Quale misura di cappello portate?

Quanto vi sembrano innati i vostri gusti scientifici?

La religione che vi è stata insegnata in gioventù ha avuto qualche effetto deterrente sulla libertà delle vostre ricerche?

Quando rispose al questionario, Charles Darwin scrisse «certamente innati» come risposta alla seconda domanda fra quelle presentate qui sopra. Alla terza, rispose semplicemente «No».

Ciò sorprese molto Galton. Essendo un ateo militante, si aspettava che tutti, e non solo Darwin, rispondessero «Sì». Egli sapeva che scienza e religione erano incompatibili. Ma non fu solo suo cugino a non dirlo; più di 90 scienziati dei 100 che risposero al questionario fecero altrettanto, e pare che Galton non abbia mai ammesso l’ambiguità della domanda. Egli fu anche molto sorpreso nello scoprire che quasi tutti coloro che avevano risposto dichiaravano un’affiliazione religiosa di qualche tipo. Indicativo è il fatto che Galton fornì cifre esatte per gran parte dei risultati (per esempio, scrisse che solo 13 avevano una testa di dimensione inferiore ai 55 centimetri e 8 superavano i 60), ma non fu così sollecito in merito ai risultati sulle domande religiose, e le cifre che ho riportato sono state in un certo senso ricostruite. Inoltre, benché ammettesse che molti avessero espresso idee religiose forti, sottolineò che «molti di coloro che si descrivono come religiosi tendevano […] ad apparire stranamente noncuranti del dogma ed esenti dal misterioso terrore» (Galton 1875, p. 97). In ogni caso, questi riscontri erano talmente sgraditi che quando il pioniere della statistica Karl Pearson (1857-1936) scrisse la biografia di Galton in tre volumi, ebbe molta cura di spiegare le ragioni metodologiche del perché quei dati non dovevano essere interpretati a favore della credenza ovviamente «erronea» che scienza e religione siano compatibili (Pearson 1914-1930). Ciò nonostante, quando furono condotti studi migliori i risultati non cambiarono.

Nel 1914, lo psicologo americano James Leuba inviò dei questionari a un campione casuale di persone elencate  nell’American Men of Science. A ognuno venne chiesto di scegliere una delle seguenti affermazioni «riguardanti la fede in Dio» (tutti i corsivi sono originali):

1. Credo in un Dio al quale posso rivolgermi con la preghiera nell’attesa di ricevere una risposta. Con «risposta» intendo qualcosa di più dell’effetto soggettivo e psicologico della preghiera.

2. Non credo in un Dio definito come sopra.

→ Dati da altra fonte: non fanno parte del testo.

//! Application-level security policy and the two process-wide sinks.
//!
//! ```text
//! ┌──────────────────────┬──────────────────────┐
//! │  filesystem.rs       │  network.rs          │
//! │  path + mode checks  │  destination host    │
//! │  (pure)              │  checks (pure)       │
//! ├──────────────────────┼──────────────────────┤
//! │  monitor.rs          │  audit.rs            │
//! │  in-memory events,   │  append-only JSONL,  │
//! │  statistics          │  SHA-256 hash chain  │
//! └──────────────────────┴──────────────────────┘
//! ```
//!
//! The access controls never perform I/O on the checked resource and hold
//! no mutable state. The monitor and audit log are created once at startup
//! and shared behind `Arc`.

pub mod audit;
pub mod filesystem;
pub mod monitor;
pub mod network;

pub use audit::{
    AUDIT_FILENAME, AuditEntry, AuditError, AuditLogger, AuditRecord, AuditResult, AuditStatistics,
    ExecutionRecord, FileAccessRecord, GENESIS_HASH, NetworkAccessRecord, audit_file_path,
};
pub use filesystem::{AccessMode, FileSystemAccessControl, FileSystemPolicy, FsAccessDecision, FsDenyReason};
pub use monitor::{
    DEFAULT_MAX_EVENTS, MonitorStatistics, SecurityEvent, SecurityEventType, SecurityMonitor, Severity,
};
pub use network::{HostPattern, NetAccessDecision, NetDenyReason, NetworkAccessControl, NetworkPolicy};
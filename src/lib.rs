//! warden - run untrusted commands under a sandbox policy.
//!
//! This crate provides:
//! - Syscall profiles and a seccomp-bpf filter installed between fork and exec
//! - Resource ceilings, process-group termination and a wall-clock watchdog
//! - Path and destination-host access checks
//! - An in-memory security event monitor and a hash-chained audit log
//!
//! ```rust,ignore
//! use std::sync::Arc;
//! use warden::sandbox::{SandboxConfig, SandboxManager, SecurityServices};
//! use warden::security::{AuditLogger, SecurityMonitor};
//!
//! let config = SandboxConfig::builder().timeout_secs(5.0).build()?;
//! let services = SecurityServices::new(
//!     Arc::new(SecurityMonitor::new()),
//!     Arc::new(AuditLogger::open("/var/lib/warden/audit.jsonl")?),
//! );
//! let manager = SandboxManager::new(config, "/srv/workspace", services);
//! let result = manager.execute(&["git", "status"]);
//! ```

pub mod cli;
pub mod config;
pub mod error;
pub mod paths;
pub mod sandbox;
pub mod security;

pub use config::Config;
pub use error::{ConfigError, ConfigResult};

3. Non ho una convinzione definita in merito alla questione.

Lo standard scelto da Leuba per la fede in Dio è talmente rigoroso da escludere una quota rilevante di clero «tradizionale»1, e la cosa era ovviamente intenzionale. Egli voleva dimostrare che gli uomini di scienza non erano religiosi. Con suo sgomento, Leuba scoprì che il 41,8% del suo campione di scienziati importanti avevano scelto la prima opzione, prendendo quindi una posizione che molti avrebbero considerato «fondamentalista». Un altro 41,5% (molti dei quali, ammise Leuba, credevano senza dubbio in una divinità in un certo senso meno attiva) scelse la seconda opzione, e il 16,7% rispose con l’alternativa più indeterminata.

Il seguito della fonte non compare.